Sound & Music - Mass per unit length

[Torrie]

Homework Statement

Suppose a harp string is tuned to middle C (C4) and is 0.56m long. If I want the tension to be 193.5 N, what mass per unit length do I need the harp string to be? Calculate your answer in kg.m

Homework Equations

Vs = sqrt(T/μ)
V = fλ

The Attempt at a Solution

Having a very hard time. I looked up the frequency of a C4= 261.61 Hz. I calculated Vs as 261.61 x 1.12 = 293. Then I attempted (293 x 193.5)sq, but that number is way too high. I am stuck.

 

[TomHart]

Why did you multiply 293 x 193.5?

 

[Torrie]

I figured if Vs = sqrt (T/μ), then μ= Vs x T sq

 

[TomHart]

If Vs = sqrt(T/μ), then μ = T/V_s², doesn't it?

 

[Torrie]

Thats what I thought initially! But when I answered 0.436 kg/m the it said it was incorrect.

 

[TomHart]

But when I answered 0.436 kg/m the it said it was incorrect.

I don't see how you got 0.436 kg/m. I got a different answer. Can you write out what you did mathematically.

 

[TomHart]

Okay, I see what you did. You divided 193.5 by 293, and then you squared it. It is not (193.5/293)². It is 193.5/(293)².
Or another way to do it is divide 193.5 by 293 and then divide that result by 293 again.

 

[Torrie]

μ = (T/Vs)sq

T = 193.5
Vs = 293

193.5/291 = .66
.664948sq = .4356 kg / m

This answer was not correct

 

[Torrie]

Oh! Okay let me try that

 

[Torrie]

Okay finally! .0022 kg/m is correct. Can you explain to me why it is 193.3/(293) sq instead of (193.3/293)sq?

 

[TomHart]

Okay finally! .0022 kg/m is correct. Can you explain to me why it is 193.3/(293) sq instead of (193.3/293)sq?

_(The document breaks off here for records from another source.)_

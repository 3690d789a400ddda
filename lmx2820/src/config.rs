/* Board configuration
 *
 * Read from TOML; every field has a default so an empty file describes the
 * reference board:
 *
 *   defaults = "lmx2820-init.txt"
 *
 *   [planner]
 *   mode = "fractional"
 *   reference_hz = 200_000_000
 *   denominator = 16777216
 *   mash = "second"
 *
 *   [lock]
 *   interval_ms = 1
 *   debounce = 3
 *   timeout_ms = 100
 *   attempts = 3
 *
 *   [calibration]
 *   mode = "pulse"
 *   settle_us = 500
 *
 *   [spi]
 *   path = "/dev/spidev0.0"
 *
 *   [gpio]
 *   chip = "/dev/gpiochip0"
 *   band_select = [16, 19]
 * */
use serde::Deserialize;
use std::{fs, path::Path, path::PathBuf, time::Duration};
use thiserror::Error;

use crate::device::{Calibration, LockSettings};
use crate::plan::PlannerConfig;

#[derive(Error, Debug)]
pub enum ConfigError {
    #[error("Failed to read config file")]
    Io(#[from] std::io::Error),
    #[error("Invalid config")]
    Toml(#[from] toml::de::Error),
}

#[derive(Clone, Debug, Default, PartialEq, Eq, Deserialize)]
#[serde(default, deny_unknown_fields)]
pub struct Config {
    pub planner: PlannerConfig,
    pub lock: LockConfig,
    pub calibration: CalibrationConfig,
    pub spi: SpiConfig,
    pub gpio: GpioConfig,
    /// Register image written after power-on instead of the built-in one.
    pub defaults: Option<PathBuf>,
}

impl Config {
    pub fn load<P: AsRef<Path>>(path: P) -> Result<Self, ConfigError> {
        Ok(toml::from_str(&fs::read_to_string(path)?)?)
    }
}

#[derive(Clone, Debug, PartialEq, Eq, Deserialize)]
#[serde(default)]
pub struct LockConfig {
    pub interval_ms: u64,
    pub debounce: u32,
    pub timeout_ms: u64,
    pub attempts: u32,
}

impl Default for LockConfig {
    fn default() -> Self {
        Self {
            interval_ms: 1,
            debounce: 3,
            timeout_ms: 100,
            attempts: 3,
        }
    }
}

impl From<&LockConfig> for LockSettings {
    fn from(c: &LockConfig) -> Self {
        Self {
            interval: Duration::from_millis(c.interval_ms),
            debounce: c.debounce,
            timeout: Duration::from_millis(c.timeout_ms),
            attempts: c.attempts,
        }
    }
}

#[derive(Clone, Copy, Debug, Default, PartialEq, Eq, Deserialize)]
#[serde(rename_all = "lowercase")]
pub enum CalibrationMode {
    #[default]
    Edge,
    Pulse,
}

#[derive(Clone, Debug, PartialEq, Eq, Deserialize)]
#[serde(default)]
pub struct CalibrationConfig {
    pub mode: CalibrationMode,
    /// Pulse mode only.
    pub settle_us: u64,
}

impl Default for CalibrationConfig {
    fn default() -> Self {
        Self {
            mode: CalibrationMode::Edge,
            settle_us: 100,
        }
    }
}

impl From<&CalibrationConfig> for Calibration {
    fn from(c: &CalibrationConfig) -> Self {
        match c.mode {
            CalibrationMode::Edge => Calibration::Edge,
            CalibrationMode::Pulse => Calibration::Pulse {
                settle: Duration::from_micros(c.settle_us),
            },
        }
    }
}

#[derive(Clone, Debug, PartialEq, Eq, Deserialize)]
#[serde(default)]
pub struct SpiConfig {
    pub path: PathBuf,
    pub speed_hz: u32,
}

impl Default for SpiConfig {
    fn default() -> Self {
        Self {
            path: PathBuf::from("/dev/spidev0.0"),
            speed_hz: 10_000_000,
        }
    }
}

/// Line offsets on `chip`.
#[derive(Clone, Debug, PartialEq, Eq, Deserialize)]
#[serde(default)]
pub struct GpioConfig {
    pub chip: PathBuf,
    pub power: u32,
    pub reset: u32,
    pub rf_enable: u32,
    pub doubler: u32,
    /// SP4T select lines, least significant first.
    pub band_select: [u32; 2],
    pub lock_detect: u32,
}

#[rustfmt::skip]
impl Default for GpioConfig {
    fn default() -> Self {
        Self {
            chip:        PathBuf::from("/dev/gpiochip0"),
            power:       5,
            reset:       12,
            rf_enable:   6,
            doubler:     13,
            band_select: [16, 19],
            lock_detect: 26,
        }
    }
}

Algebraically, that's how the equation turns out when you rearrange it to solve for μ.

V_s = sqrt(T/μ)
Square both sides of the equation to give:
V_s² = T/μ
Multiply both sides of the equation by μ to give:
μV_s² = T
Divide both sides of the equation by V_s² to give:
μ = T/V_s²

Does that make sense?

 

[Torrie]

That does make sense! Thank you so much for all of your help. I really appreciate it!